When opening IB and one other international shares account, I filled in W-8BEN form. That is Certificate of Foreign Status of Beneficial Owner for US Tax withholding. The form establishes that one is a non-resident alien or foreign corporation, to avoid or reduce tax withholding from US source income.

My understanding is that I will not be paying tax to US on my US capital gains. Perhaps the arrangement may be different in Norway. W-8BEN is US tax form, so it makes sense that such form is applicable to all US aliens, including Norway aliens.

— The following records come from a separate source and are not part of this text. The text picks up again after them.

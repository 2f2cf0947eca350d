use std::fs;
use std::path::Path;
use std::process::{Command, Output};

fn amlref(dir: &Path, args: &[&str]) -> Output {
    Command::new(env!("CARGO_BIN_EXE_amlref"))
        .args(args)
        .current_dir(dir)
        .env_remove("AMLREF_CONFIG")
        .env_remove("AMLREF_WT1_ZERO_POLICY")
        .env_remove("AMLREF_WT1_FLOOR")
        .env_remove("AMLREF_OUTPUT")
        .env_remove("RUST_LOG")
        .output()
        .expect("spawn amlref")
}

fn stdout(o: &Output) -> String {
    String::from_utf8_lossy(&o.stdout).into_owned()
}

#[test]
fn e2e_risk_initial_high_wbc() {
    let dir = tempfile::tempdir().unwrap();
    let out = amlref(
        dir.path(),
        &["risk", "--stage", "initial", "--gene", "1", "--wbc", "150"],
    );
    assert!(out.status.success(), "risk failed: {out:?}");
    let text = stdout(&out);
    assert!(text.contains("风险分层: 中危"), "unexpected output: {text}");
}

#[test]
fn e2e_risk_json_reports_finding() {
    let dir = tempfile::tempdir().unwrap();
    let out = amlref(
        dir.path(),
        &[
            "--json",
            "risk",
            "--stage",
            "induction",
            "--gene",
            "NPM1",
            "--mrd",
            "0.2",
        ],
    );
    assert!(out.status.success(), "risk --json failed: {out:?}");
    let v: serde_json::Value = serde_json::from_str(&stdout(&out)).unwrap();
    assert_eq!(v["level"], "high");
    assert_eq!(v["finding"]["kind"], "inadequate_response");
    assert_eq!(v["finding"]["mrd_breached"], true);
}

#[test]
fn e2e_unknown_gene_exits_with_2() {
    let dir = tempfile::tempdir().unwrap();
    let out = amlref(dir.path(), &["risk", "--gene", "no-such-gene"]);
    assert_eq!(out.status.code(), Some(2));
    assert!(String::from_utf8_lossy(&out.stderr).contains("error:"));
}

#[test]
fn e2e_wt1_zero_reading_follows_config() {
    let dir = tempfile::tempdir().unwrap();

    let floored = amlref(dir.path(), &["--json", "wt1", "--prev", "10", "--curr", "0"]);
    assert!(floored.status.success());
    let v: serde_json::Value = serde_json::from_str(&stdout(&floored)).unwrap();
    let delta = v["log_reduction"].as_f64().unwrap();
    assert!((delta - 6.0).abs() < 1e-9, "got {delta}");

    fs::write(
        dir.path().join("amlref.toml"),
        "[wt1]\nzero_policy = \"reject\"\n",
    )
    .unwrap();
    let rejected = amlref(dir.path(), &["--json", "wt1", "--prev", "10", "--curr", "0"]);
    assert!(rejected.status.success());
    let v: serde_json::Value = serde_json::from_str(&stdout(&rejected)).unwrap();
    assert!(v["log_reduction"].is_null());
    assert_eq!(v["targets"][0]["verdict"], "pending");
}

#[test]
fn e2e_config_init_then_show() {
    let dir = tempfile::tempdir().unwrap();
    let init = amlref(dir.path(), &["config", "init"]);
    assert!(init.status.success(), "config init failed: {init:?}");
    assert!(dir.path().join("amlref.toml").exists());

    let again = amlref(dir.path(), &["config", "init"]);
    assert_eq!(again.status.code(), Some(2));

    let show = amlref(dir.path(), &["config", "show"]);
    assert!(show.status.success());
    assert!(stdout(&show).contains("zero_policy = \"floor\""));
}

#[test]
fn e2e_invalid_config_exits_with_2() {
    let dir = tempfile::tempdir().unwrap();
    fs::write(dir.path().join("bad.toml"), "[wt1]\nfloor_percent = -1.0\n").unwrap();
    let out = amlref(dir.path(), &["--config", "bad.toml", "it"]);
    assert_eq!(out.status.code(), Some(2));
    assert!(String::from_utf8_lossy(&out.stderr).contains("floor_percent"));
}

#[test]
fn e2e_reference_tables_print() {
    let dir = tempfile::tempdir().unwrap();

    let drugs = amlref(dir.path(), &["drugs", "--search", "gilteritinib"]);
    assert!(drugs.status.success());
    let text = stdout(&drugs);
    assert!(text.contains("吉瑞替尼"));
    assert!(!text.contains("维奈克拉 (Venetoclax)"));

    let it = amlref(dir.path(), &["--json", "it"]);
    assert!(it.status.success());
    let v: serde_json::Value = serde_json::from_str(&stdout(&it)).unwrap();
    assert_eq!(v["dosages"].as_array().map(Vec::len), Some(4));
    assert_eq!(v["cns2_criteria"].as_array().map(Vec::len), Some(3));

    let genetics = amlref(dir.path(), &["genetics", "--manual"]);
    assert!(genetics.status.success());
    assert!(stdout(&genetics).contains("复杂核型 / TP53突变"));
}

No, Wenche is in Norway just like me. She will not pay any taxes in the US. She will not be asked to. I sold a lot of options with nice profits in 2013 in a US account and was never contacted by US Tax authorities. I believe the broker has me registered as a foreign citizen. I reported my gains to the Norwegian tax authorities and was taxed accordingly here at home.
 
No, Wenche is in Norway just like me. She will not pay any taxes in the US. She will not be asked to. I sold a lot of options with nice profits in 2013 in a US account and was never contacted by US Tax authorities. I believe the broker has me registered as a foreign citizen. I reported my gains to the Norwegian tax authorities and was taxed accordingly here at home.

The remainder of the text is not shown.